Pictures of White Bumps in the Throat

Updated on November 13, 2014
A white bump on the right tonsil.
A white bump on the right tonsil. | Source

What Are the White Bumps in the Back of Your Throat?

Do you have white bumps in the back of your throat? Do they smell bad when you squish them? Are they occasionally uncomfortable? Are you fairly certain that you don’t have strep throat?

The names for these bumps are “tonsil stones” or tonsilloliths and they cause bad breath and some other uncomfortable conditions.

The bumps can also be yellow or gray in color and of varying sizes. Some people have very small ones that are barely noticeable, while others find them to be uncomfortable or painful, causing sore throats or earaches.

This article goes over the causes, symptoms, and treatment for these bumps, and has some pictures as well so you can see if you have tonsil stones.

Here's another picture of a tonsil stone.
Here's another picture of a tonsil stone. | Source

Where Do the White Bumps (or Tonsil Stones) Come From?

Tonsilloliths are made up of mucus, dead cells, bits of food, and other debris that collect in the pockets of the tonsils and over time condense into irregularly shaped, light-colored masses that usually have the distinctive smell of bad breath.

Most people have small tonsil stones and it’s rare to find a large and calcified stone (though not impossible).
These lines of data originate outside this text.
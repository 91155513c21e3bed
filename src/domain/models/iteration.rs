//! Iteration loop domain models.
//!
//! A loop repeatedly executes a [`Plan`], scores the output into an
//! [`Assessment`] and picks an [`IterationDecision`]. The per-run
//! [`IterationState`] is discarded when the loop ends; callers keep the
//! returned [`IterationOutcome`].

use std::collections::HashMap;

use chrono::{DateTime, Utc};
use serde::{Deserialize, Serialize};
use serde_json::Value;
use uuid::Uuid;

/// One abstract step of a plan.
#[derive(Debug, Clone, PartialEq, Serialize, Deserialize)]
pub struct PlanStep {
    pub id: String,
    /// Opaque capability identifier.
    pub action_id: String,
    #[serde(default)]
    pub input: Value,
}

impl PlanStep {
    pub fn new(id: impl Into<String>, action_id: impl Into<String>) -> Self {
        Self {
            id: id.into(),
            action_id: action_id.into(),
            input: Value::Null,
        }
    }

    pub fn with_input(mut self, input: Value) -> Self {
        self.input = input;
        self
    }
}

/// Ordered list of steps meant to achieve a goal.
#[derive(Debug, Clone, PartialEq, Serialize, Deserialize)]
pub struct Plan {
    pub id: String,
    pub steps: Vec<PlanStep>,
    /// Revision counter, bumped by every adaptation.
    #[serde(default)]
    pub revision: u32,
    pub created_at: DateTime<Utc>,
}

impl Plan {
    pub fn new(steps: Vec<PlanStep>) -> Self {
        Self {
            id: Uuid::new_v4().to_string(),
            steps,
            revision: 0,
            created_at: Utc::now(),
        }
    }
}

/// Scored judgment of an output.
#[derive(Debug, Clone, PartialEq, Serialize, Deserialize)]
pub struct Assessment {
    /// Overall quality in `[0, 1]`.
    pub overall_score: f64,
    pub meets_threshold: bool,
    #[serde(default)]
    pub per_criterion: HashMap<String, f64>,
    #[serde(default)]
    pub feedback: Option<String>,
}

impl Assessment {
    pub fn new(overall_score: f64, meets_threshold: bool) -> Self {
        Self {
            overall_score: overall_score.clamp(0.0, 1.0),
            meets_threshold,
            per_criterion: HashMap::new(),
            feedback: None,
        }
    }

    pub fn with_criterion(mut self, name: impl Into<String>, score: f64) -> Self {
        self.per_criterion.insert(name.into(), score);
        self
    }
}

/// Feedback for one executed plan step.
#[derive(Debug, Clone, PartialEq, Serialize, Deserialize)]
pub struct StepFeedback {
    pub step_id: String,
    pub success: bool,
    #[serde(default)]
    pub output: Value,
    #[serde(default)]
    pub error: Option<String>,
}

/// What a plan executor returns for one iteration.
#[derive(Debug, Clone, PartialEq, Serialize, Deserialize)]
pub struct PlanExecution {
    pub output: Value,
    #[serde(default)]
    pub feedback: Vec<StepFeedback>,
}

#[derive(Debug, Clone, Copy, PartialEq, Eq, Serialize, Deserialize)]
#[serde(rename_all = "snake_case")]
pub enum IterationDecision {
    Continue,
    Succeed,
    Adapt,
    Terminate,
}

impl std::fmt::Display for IterationDecision {
    fn fmt(&self, f: &mut std::fmt::Formatter<'_>) -> std::fmt::Result {
        match self {
            Self::Continue => write!(f, "continue"),
            Self::Succeed => write!(f, "succeed"),
            Self::Adapt => write!(f, "adapt"),
            Self::Terminate => write!(f, "terminate"),
        }
    }
}

#[derive(Debug, Clone, Copy, PartialEq, Eq, Serialize, Deserialize)]
#[serde(rename_all = "snake_case")]
pub enum IterationStatus {
    Running,
    Succeeded,
    Failed,
    Terminated,
}

impl std::fmt::Display for IterationStatus {
    fn fmt(&self, f: &mut std::fmt::Formatter<'_>) -> std::fmt::Result {
        match self {
            Self::Running => write!(f, "running"),
            Self::Succeeded => write!(f, "succeeded"),
            Self::Failed => write!(f, "failed"),
            Self::Terminated => write!(f, "terminated"),
        }
    }
}

/// Mutable state of one loop run.
#[derive(Debug, Clone)]
pub struct IterationState {
    pub loop_id: Uuid,
    pub iteration: u32,
    pub last_output: Option<Value>,
    pub last_assessment: Option<Assessment>,
    pub consecutive_degradations: u32,
    pub adaptations_made: u32,
    pub status: IterationStatus,
}

impl IterationState {
    pub fn new() -> Self {
        Self {
            loop_id: Uuid::new_v4(),
            iteration: 0,
            last_output: None,
            last_assessment: None,
            consecutive_degradations: 0,
            adaptations_made: 0,
            status: IterationStatus::Running,
        }
    }

    /// Score change relative to the previous iteration, if there is one.
    pub fn score_delta(&self, assessment: &Assessment) -> Option<f64> {
        self.last_assessment
            .as_ref()
            .map(|previous| assessment.overall_score - previous.overall_score)
    }

    pub fn record(&mut self, output: Value, assessment: Assessment) {
        self.last_output = Some(output);
        self.last_assessment = Some(assessment);
    }
}

impl Default for IterationState {
    fn default() -> Self {
        Self::new()
    }
}

/// History entry for one iteration.
#[derive(Debug, Clone, PartialEq, Serialize, Deserialize)]
pub struct IterationRecord {
    pub iteration: u32,
    pub output: Option<Value>,
    pub assessment: Option<Assessment>,
    pub decision: IterationDecision,
    pub reasoning: String,
    pub started_at: DateTime<Utc>,
    pub duration_ms: u64,
}

/// Summary returned when a loop ends.
#[derive(Debug, Clone, PartialEq, Serialize, Deserialize)]
pub struct IterationOutcome {
    pub loop_id: Uuid,
    pub success: bool,
    pub status: IterationStatus,
    pub final_output: Option<Value>,
    pub final_assessment: Option<Assessment>,
    pub final_plan: Plan,
    pub total_iterations: u32,
    pub total_duration_ms: u64,
    pub adaptations_made: u32,
    pub termination_reason: String,
    /// Whether running the loop again could plausibly succeed.
    pub can_retry: bool,
    pub history: Vec<IterationRecord>,
}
Usually they're no bigger than a pencil eraser, though doctors have reported finding ones over an inch long. That, however, is very unusual.
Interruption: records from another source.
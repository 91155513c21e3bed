//! Engine services.

pub mod action_registry;
pub mod conflict_resolver;
pub mod dependency_resolver;
pub mod event_bus;
pub mod iteration_controller;
pub mod orchestrator;
pub mod state_machine;
pub mod workflow_executor;

pub use action_registry::{ActionRegistry, FnAction};
pub use conflict_resolver::{
    ConflictResolver, HighConfidenceSingleSource, ResolutionRule, Selection, TrustedSource,
};
pub use dependency_resolver::{DependencyResolver, ExecutionUnit};
pub use event_bus::{EventBus, EventBusConfig, OrchestratorEvent};
pub use iteration_controller::IterationController;
pub use orchestrator::{Orchestrator, OrchestratorBuilder};
pub use state_machine::AgentStateMachine;
pub use workflow_executor::WorkflowExecutor;
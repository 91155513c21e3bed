//! End-to-end tests for the orchestrator facade.

use std::sync::atomic::{AtomicUsize, Ordering};
use std::sync::Arc;
use std::time::Duration;

use serde_json::{json, Value};
use tokio_test::assert_ok;
use uuid::Uuid;

use taskloom::adapters::sqlite::{
    create_migrated_test_pool, SqliteTaskStateRepository, SqliteWorkflowExecutionRepository,
};
use taskloom::domain::errors::DomainError;
use taskloom::domain::models::{
    AgentState, Config, ConflictItem, EventType, ExecutionStatus, ResolutionStrategy, WorkflowConfig,
    WorkflowDefinition, WorkflowStep,
};
use taskloom::services::{EventBus, Orchestrator};

fn order_workflow(id: &str) -> WorkflowDefinition {
    WorkflowDefinition::new(id, "Order intake", "order.created")
        .with_step(WorkflowStep::new("validate", "echo"))
        .with_step(WorkflowStep::new("notify", "echo").depends_on("validate"))
        .with_hooks(Some("order.processed"), Some("order.rejected"))
}

fn orchestrator() -> Orchestrator {
    Orchestrator::builder()
        .action_fn("echo", |input| async move { Ok(input) })
        .action_fn("sleep", |_| async {
            tokio::time::sleep(Duration::from_millis(500)).await;
            Ok(Value::Null)
        })
        .build()
}

#[tokio::test]
async fn test_cyclic_workflow_is_rejected_at_registration() {
    let orchestrator = orchestrator();
    let def = WorkflowDefinition::new("cyclic", "Cyclic", "evt")
        .with_step(WorkflowStep::new("a", "echo").depends_on("c"))
        .with_step(WorkflowStep::new("b", "echo").depends_on("a"))
        .with_step(WorkflowStep::new("c", "echo").depends_on("b"));

    let err = orchestrator.register_workflow(def).await.unwrap_err();
    assert!(matches!(err, DomainError::CycleDetected(_)));
    assert!(orchestrator.workflows().await.is_empty());
}

#[tokio::test]
async fn test_unknown_action_is_rejected_at_registration() {
    let orchestrator = orchestrator();
    let def = WorkflowDefinition::new("bad", "Bad", "evt")
        .with_step(WorkflowStep::new("a", "does.not.exist"));

    let err = orchestrator.register_workflow(def).await.unwrap_err();
    assert!(matches!(err, DomainError::NoHandler(ref id) if id == "does.not.exist"));
}

#[tokio::test]
async fn test_handle_event_runs_bound_workflows() {
    let bus = Arc::new(EventBus::default());
    let mut rx = bus.subscribe();
    let calls = Arc::new(AtomicUsize::new(0));
    let counter = calls.clone();
    let orchestrator = Orchestrator::builder()
        .event_bus(bus.clone())
        .action_fn("echo", |input| async move { Ok(input) })
        .action_fn("count", move |_| {
            let counter = counter.clone();
            async move {
                counter.fetch_add(1, Ordering::SeqCst);
                Ok(Value::Null)
            }
        })
        .build();

    assert_ok!(orchestrator.register_workflow(order_workflow("orders-a")).await);
    assert_ok!(orchestrator.register_workflow(order_workflow("orders-b")).await);
    assert_ok!(
        orchestrator
            .register_workflow(
                WorkflowDefinition::new("audit", "Audit", "user.deleted")
                    .with_step(WorkflowStep::new("log", "count"))
            )
            .await
    );

    let executions = orchestrator
        .handle_event("order.created", json!({"order_id": 42}))
        .await
        .unwrap();

    assert_eq!(executions.len(), 2);
    assert_eq!(executions[0].workflow_id, "orders-a");
    assert_eq!(executions[1].workflow_id, "orders-b");
    assert!(executions.iter().all(|e| e.status == ExecutionStatus::Completed));
    assert_eq!(executions[0].data["notify"], json!({"order_id": 42}));
    assert_eq!(calls.load(Ordering::SeqCst), 0);
    assert_eq!(orchestrator.history().await.len(), 2);

    let mut hooks = 0;
    while let Ok(event) = rx.try_recv() {
        if event.event_type == "order.processed" {
            hooks += 1;
            assert_eq!(event.payload["status"], json!("completed"));
        }
    }
    assert_eq!(hooks, 2);

    let none = orchestrator.handle_event("nothing.bound", Value::Null).await.unwrap();
    assert!(none.is_empty());
}

#[tokio::test]
async fn test_execute_unknown_workflow() {
    let err = orchestrator()
        .execute_workflow("missing", Value::Null)
        .await
        .unwrap_err();
    assert!(matches!(err, DomainError::WorkflowNotFound(_)));
}

#[tokio::test]
async fn test_history_is_bounded() {
    let config = Config {
        workflow: WorkflowConfig {
            history_limit: 2,
            ..WorkflowConfig::default()
        },
        ..Config::default()
    };
    let orchestrator = Orchestrator::builder()
        .config(config)
        .action_fn("echo", |input| async move { Ok(input) })
        .build();
    orchestrator.register_workflow(order_workflow("orders")).await.unwrap();

    let mut ids = Vec::new();
    for n in 0..3 {
        let exec = orchestrator
            .execute_workflow("orders", json!({"n": n}))
            .await
            .unwrap();
        ids.push(exec.id);
    }

    let history = orchestrator.history().await;
    assert_eq!(history.len(), 2);
    assert_eq!(history[0].id, ids[1]);
    assert_eq!(history[1].id, ids[2]);
    assert!(orchestrator.load_execution(ids[0]).await.unwrap().is_none());
    assert!(orchestrator.load_execution(ids[2]).await.unwrap().is_some());
}

#[tokio::test]
async fn test_spawn_and_cancel() {
    let orchestrator = Arc::new(orchestrator());
    orchestrator
        .register_workflow(
            WorkflowDefinition::new("slow", "Slow", "evt")
                .with_step(WorkflowStep::new("wait", "sleep"))
                .with_step(WorkflowStep::new("after", "echo").depends_on("wait")),
        )
        .await
        .unwrap();

    let (execution_id, handle) = orchestrator.spawn_workflow("slow", Value::Null).await.unwrap();
    tokio::time::sleep(Duration::from_millis(50)).await;
    assert!(orchestrator.cancel_execution(execution_id).await);

    let execution = handle.await.unwrap().unwrap();
    assert_eq!(execution.id, execution_id);
    assert_eq!(execution.status, ExecutionStatus::Cancelled);
    assert_eq!(
        orchestrator.load_execution(execution_id).await.unwrap().map(|e| e.status),
        Some(ExecutionStatus::Cancelled)
    );
}

#[tokio::test]
async fn test_resume_from_repository() {
    let pool = create_migrated_test_pool().await.unwrap();
    let executions = Arc::new(SqliteWorkflowExecutionRepository::new(pool));
    let orchestrator = Orchestrator::builder()
        .execution_repository(executions.clone())
        .action_fn("echo", |input| async move { Ok(input) })
        .build();
    orchestrator.register_workflow(order_workflow("orders")).await.unwrap();

    let first = orchestrator
        .execute_workflow("orders", json!({"order_id": 1}))
        .await
        .unwrap();
    let resumed = orchestrator.resume_execution(first.id).await.unwrap();
    assert_eq!(resumed.id, first.id);
    assert_eq!(resumed.status, ExecutionStatus::Completed);

    let err = orchestrator.resume_execution(Uuid::new_v4()).await.unwrap_err();
    assert!(matches!(err, DomainError::ExecutionNotFound(_)));
}

#[tokio::test]
async fn test_state_machines_share_repository_and_bus() {
    let pool = create_migrated_test_pool().await.unwrap();
    let bus = Arc::new(EventBus::default());
    let mut rx = bus.subscribe();
    let orchestrator = Orchestrator::builder()
        .event_bus(bus)
        .task_state_repository(Arc::new(SqliteTaskStateRepository::new(pool)))
        .build();
    let task_id = Uuid::new_v4();

    let mut machine = orchestrator.state_machine("researcher", task_id).await.unwrap();
    machine.fire(EventType::Start).await.unwrap();
    drop(machine);

    let restored = orchestrator.state_machine("researcher", task_id).await.unwrap();
    assert_eq!(restored.current_state(), AgentState::Initializing);

    let event = rx.recv().await.unwrap();
    assert_eq!(event.event_type, "state.transitioned");
    assert_eq!(event.payload["agent"], json!("researcher"));
}

#[tokio::test]
async fn test_shared_conflict_resolver() {
    let orchestrator = orchestrator();
    let resolver = orchestrator.resolver();

    let resolution = resolver
        .reconcile(
            "headcount",
            vec![
                ConflictItem::new("hr", json!(120), 0.7),
                ConflictItem::new("finance", json!(80), 0.6),
            ],
            Some(ResolutionStrategy::HighestConfidence),
        )
        .await
        .unwrap()
        .unwrap();
    assert_eq!(resolution.value, json!(120));
    assert_eq!(orchestrator.resolver().history().await.len(), 1);
}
The shape of these white bumps varies because they take on the shape of the tonsil crypts where they are formed, growing as more and more material is added. The color also depends upon what the bumps are made of. Mostly the stones take on a white color, but there are instances of green and yellow stones as well.

Who Gets Them?

Tonsil stones are most common in people who have chronic inflammation in their tonsils with repeated bouts of tonsillitis or other recurring throat conditions like strep throat.

Tonsilloliths are actually fairly common, with one French study indicating they're present in about 6% of the population. Despite this, they are little understood by ear, nose, and throat doctors. Possibly because they are not considered a pathological condition, there is very little research about them.

What Are Tonsils?

While we're talking about tonsil stones, it might make sense to know more about tonsils.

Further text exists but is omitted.